Highly Selective and Sensitive microRNA-210 Assay Based on Dual-Signaling Electrochemical and Photocurrent-Polarity-Switching Strategies

Highly sensitive and selective microRNA (miRNA) assay is of great significance for disease diagnosis and therapy. Herein, a magnetic-assisted electrochemistry (EC)–photoelectrochemistry (PEC) dual-mode biosensing platform was developed for miRNA-210 detection based on dual-signaling EC and photocurrent-polarity-switching PEC strategies. Porous magnetic Fe3O4 octahedra with a large surface area were synthesized by calcining Fe-based metal–organic frameworks. Subsequently, the magnetic photoelectric materials (Fe3O4@CdS) were developed by the successive ionic layer adsorption and reaction method in Cd2+ and S2– solutions.
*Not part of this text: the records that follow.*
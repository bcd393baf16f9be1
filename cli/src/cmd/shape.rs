use error_stack::{IntoReport, Result, ResultExt};
use serde::Serialize;

use spiral_core::bus::Event;
use spiral_core::config::SpiralConfig;
use spiral_core::error::SpiralError;
use spiral_core::overlay::outline::Outline;
use spiral_core::recognize::{ShapeKind, ShapeSpec};
use spiral_core::session::Session;

#[derive(Serialize)]
struct ShapeReport {
  root: u8,
  intervals: Vec<u8>,
  kind: ShapeKind,
  highlighted: Vec<String>,
  anchored: Vec<String>,
  outline: Vec<[f64; 3]>,
}

pub fn run_shape(
  config: &SpiralConfig,
  root: &str,
  intervals: &str,
  kind: &str,
  json: bool,
) -> Result<(), SpiralError> {
  let kind: ShapeKind = kind
    .parse()
    .into_report()
    .attach_printable("shape --kind")?;
  let spec = ShapeSpec::parse(root, intervals, kind)
    .attach_printable_lazy(|| format!("shape {root} {intervals}"))?;

  let mut session = Session::new(config.clone());
  session.emit(Event::ShapeShow(spec.clone()));

  let highlighted = session
    .nodes()
    .highlighted()
    .into_iter()
    .filter_map(|midi| session.nodes().get(midi))
    .map(|n| n.pitch.full_name.clone())
    .collect();
  let outline = match session.shape().borrow().outline() {
    Some(Outline::Line { from, to }) => vec![from.to_array(), to.to_array()],
    Some(Outline::Polygon { points, .. }) => points.iter().map(|p| p.to_array()).collect(),
    None => vec![],
  };
  let report = ShapeReport {
    root: spec.root,
    intervals: spec.intervals.clone(),
    kind: spec.kind,
    highlighted,
    anchored: spec
      .anchored(config.shape_reference_octave)
      .iter()
      .map(|p| p.full_name.clone())
      .collect(),
    outline,
  };

  if json {
    let out = serde_json::to_string_pretty(&report)
      .into_report()
      .change_context(SpiralError::OutputError)?;
    println!("{out}");
    return Ok(());
  }

  println!(
    "{} {:?} ({}): {} pitches highlighted",
    report.root, report.intervals, report.kind, report.highlighted.len()
  );
  println!("  {}", report.highlighted.join(" "));
  println!("outline through {}", report.anchored.join(" -> "));
  for [x, y, z] in report.outline.iter() {
    println!("  ({x:>7.3}, {y:>7.3}, {z:>7.3})");
  }
  Ok(())
}
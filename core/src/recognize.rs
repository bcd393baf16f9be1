//! Chord detection over sets of pitches, and pitch-class shapes for highlighting.
use std::collections::BTreeSet;
use std::fmt::Display;
use std::str::FromStr;

use error_stack::{report, Result};
use log::debug;
use serde::{Deserialize, Serialize};

use crate::error::SpiralError;
use crate::pitch::chords::{find_chord, CHORDS};
use crate::pitch::scales::find_scale;
use crate::pitch::{self, Pitch, PitchClass};

#[derive(Debug, Clone, Copy, Default, PartialEq, Eq, Serialize, Deserialize)]
#[serde(rename_all = "lowercase")]
pub enum ShapeKind {
  #[default]
  Scale,
  Chord,
}

impl FromStr for ShapeKind {
  type Err = SpiralError;

  fn from_str(s: &str) -> std::result::Result<Self, Self::Err> {
    match s.trim().to_ascii_lowercase().as_str() {
      "scale" => Ok(ShapeKind::Scale),
      "chord" => Ok(ShapeKind::Chord),
      _ => Err(SpiralError::InvalidShapeKind(s.to_string())),
    }
  }
}

impl Display for ShapeKind {
  fn fmt(&self, f: &mut std::fmt::Formatter<'_>) -> std::fmt::Result {
    match self {
      ShapeKind::Scale => write!(f, "scale"),
      ShapeKind::Chord => write!(f, "chord"),
    }
  }
}

/// A scale or chord to highlight: semitone offsets from a root pitch class.
#[derive(Debug, Clone, PartialEq, Eq, Serialize, Deserialize)]
pub struct ShapeSpec {
  pub root: u8,
  pub intervals: Vec<u8>,
  pub kind: ShapeKind,
}

impl ShapeSpec {
  pub fn new(root: u8, intervals: Vec<u8>, kind: ShapeKind) -> ShapeSpec {
    ShapeSpec {
      root: root % 12,
      intervals,
      kind,
    }
  }

  /// Parses a root (pitch class name or 0-11) and either a comma separated list of
  /// intervals, e.g. `("D", "0,3,7")`, or a scale or chord name, e.g. `("D", "dorian")`.
  ///
  /// A name is looked up in the table matching `kind` first, then in the other one;
  /// the returned kind is the table it was found in.
  pub fn parse(root: &str, intervals: &str, kind: ShapeKind) -> Result<ShapeSpec, SpiralError> {
    let root = parse_root(root)?;
    match parse_intervals(intervals) {
      Ok(intervals) => Ok(ShapeSpec::new(root, intervals, kind)),
      Err(e) if intervals.contains(',') => Err(e),
      Err(_) => ShapeSpec::named(root, intervals, kind),
    }
  }

  /// Shape for a named scale or chord rooted at chromatic index `root`.
  ///
  /// ```
  /// use spiral_core::recognize::{ShapeKind, ShapeSpec};
  /// let blues = ShapeSpec::named(9, "Blues", ShapeKind::Scale).unwrap();
  /// assert_eq!(blues.intervals, vec![0, 3, 5, 6, 7, 10]);
  /// let maj7 = ShapeSpec::named(0, "maj7", ShapeKind::Scale).unwrap();
  /// assert_eq!(maj7.kind, ShapeKind::Chord);
  /// ```
  pub fn named(root: u8, name: &str, kind: ShapeKind) -> Result<ShapeSpec, SpiralError> {
    let scale = || find_scale(name).map(|s| (s.intervals, ShapeKind::Scale));
    let chord = || find_chord(name.trim()).map(|c| (c.intervals, ShapeKind::Chord));
    let found = match kind {
      ShapeKind::Scale => scale().or_else(chord),
      ShapeKind::Chord => chord().or_else(scale),
    };
    match found {
      Some((intervals, kind)) => Ok(ShapeSpec::new(root, intervals.to_vec(), kind)),
      None => Err(report!(SpiralError::UnknownScale(name.to_string()))),
    }
  }

  /// Chromatic indices covered by this shape in every octave.
  pub fn pitch_classes(&self) -> BTreeSet<u8> {
    self
      .intervals
      .iter()
      .map(|i| ((self.root as u32 + *i as u32) % 12) as u8)
      .collect()
  }

  /// Does `pitch` belong to this shape in any octave?
  pub fn contains(&self, pitch: &Pitch) -> bool {
    self.pitch_classes().contains(&pitch.index())
  }

  /// One concrete instance of the shape, rooted in `reference_octave`, with pitches
  /// off the keyboard omitted.
  pub fn anchored(&self, reference_octave: i32) -> Vec<&'static Pitch> {
    let base = (reference_octave + 1) * 12 + self.root as i32;
    self
      .intervals
      .iter()
      .filter_map(|i| pitch::by_midi(base + *i as i32))
      .collect()
  }
}

/// Chromatic index of a root given as a pitch class name ("F#") or an integer,
/// reduced modulo 12.
pub fn parse_root(root: &str) -> Result<u8, SpiralError> {
  match root.trim().parse::<i32>() {
    Ok(n) => Ok(n.rem_euclid(12) as u8),
    Err(_) => Ok(PitchClass::from_str(root).map_err(|e| report!(e))?.index()),
  }
}

fn parse_intervals(intervals: &str) -> Result<Vec<u8>, SpiralError> {
  intervals
    .split(',')
    .map(str::trim)
    .filter(|s| !s.is_empty())
    .map(|s| {
      s.parse::<u8>()
        .map_err(|_| report!(SpiralError::InvalidInterval(s.to_string())))
    })
    .collect()
}

#[derive(Debug, Clone, Copy, PartialEq, Eq, Serialize)]
#[serde(rename_all = "camelCase")]
pub struct DetectedChord {
  pub name: &'static str,
  pub root: PitchClass,
  /// Display name of `root`, e.g. "F#".
  pub root_name: &'static str,
}

impl DetectedChord {
  pub fn new(name: &'static str, root: PitchClass) -> DetectedChord {
    DetectedChord {
      name,
      root,
      root_name: root.name(),
    }
  }
}

impl Display for DetectedChord {
  fn fmt(&self, f: &mut std::fmt::Formatter<'_>) -> std::fmt::Result {
    write!(f, "{} {}", self.root_name, self.name)
  }
}

/// Names the chord formed by a set of MIDI numbers, ignoring octave and doubling.
///
/// Every distinct pitch class is tried as the root, lowest first; for each root the
/// chord table is scanned in order and the first exact match wins.
///
/// ```
/// use spiral_core::recognize::detect_chord;
/// let chord = detect_chord([64, 67, 72]).unwrap();
/// assert_eq!(chord.name, "Major");
/// assert_eq!(chord.root_name, "C");
/// assert!(detect_chord([60]).is_none());
/// ```
pub fn detect_chord<I>(midi: I) -> Option<DetectedChord>
where
  I: IntoIterator<Item = u8>,
{
  let classes: BTreeSet<u8> = midi.into_iter().map(|m| m % 12).collect();
  if classes.len() < 2 {
    return None;
  }

  for root in classes.iter() {
    let mut offsets: Vec<u8> = classes.iter().map(|c| (c + 12 - root) % 12).collect();
    offsets.sort_unstable();

    if let Some(template) = CHORDS.iter().find(|t| t.intervals == offsets.as_slice()) {
      let detected = DetectedChord::new(template.name, PitchClass::from_index(*root));
      debug!("detected chord {detected} from pitch classes {classes:?}");
      return Some(detected);
    }
  }
  None
}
Then, the self-assembled DNA nanoprisms contained three thiols/hanging arms that could capture miRNA-210 efficiently and were anchored to the Fe3O4@CdS octahedra via the Cd–S bond. When miRNA-210 was present, the double-stranded DNA concatemers [the self-assembled duplex helixes based on a pair of methylene blue (MB)-labeled single-stranded DNAs (AP1 and AP2) through the hybridization chain reaction and then intercalated with adriamycin (Dox) into their grooves] were connected with the Fe3O4@CdS-DNA nanoprisms. MB and Dox not only acted as the electrochemical probes but also synergistically switched the photocurrent polarity of the Fe3O4@CdS octahedra. Thus, miRNA-210 was assayed sensitively and selectively via the proposed EC–PEC dual-mode biosensing platform. Additionally, the abovementioned recognition steps occurred in a homogeneous system, and the effects of the impurities and interferences on the miRNA-210 assay could be easily avoided by magnetic separation due to the good magnetic properties of Fe3O4 octahedra. The proposed EC–PEC dual-mode biosensing platform showed a wide range of potential applications in bioanalysis and early diagnosis of disease.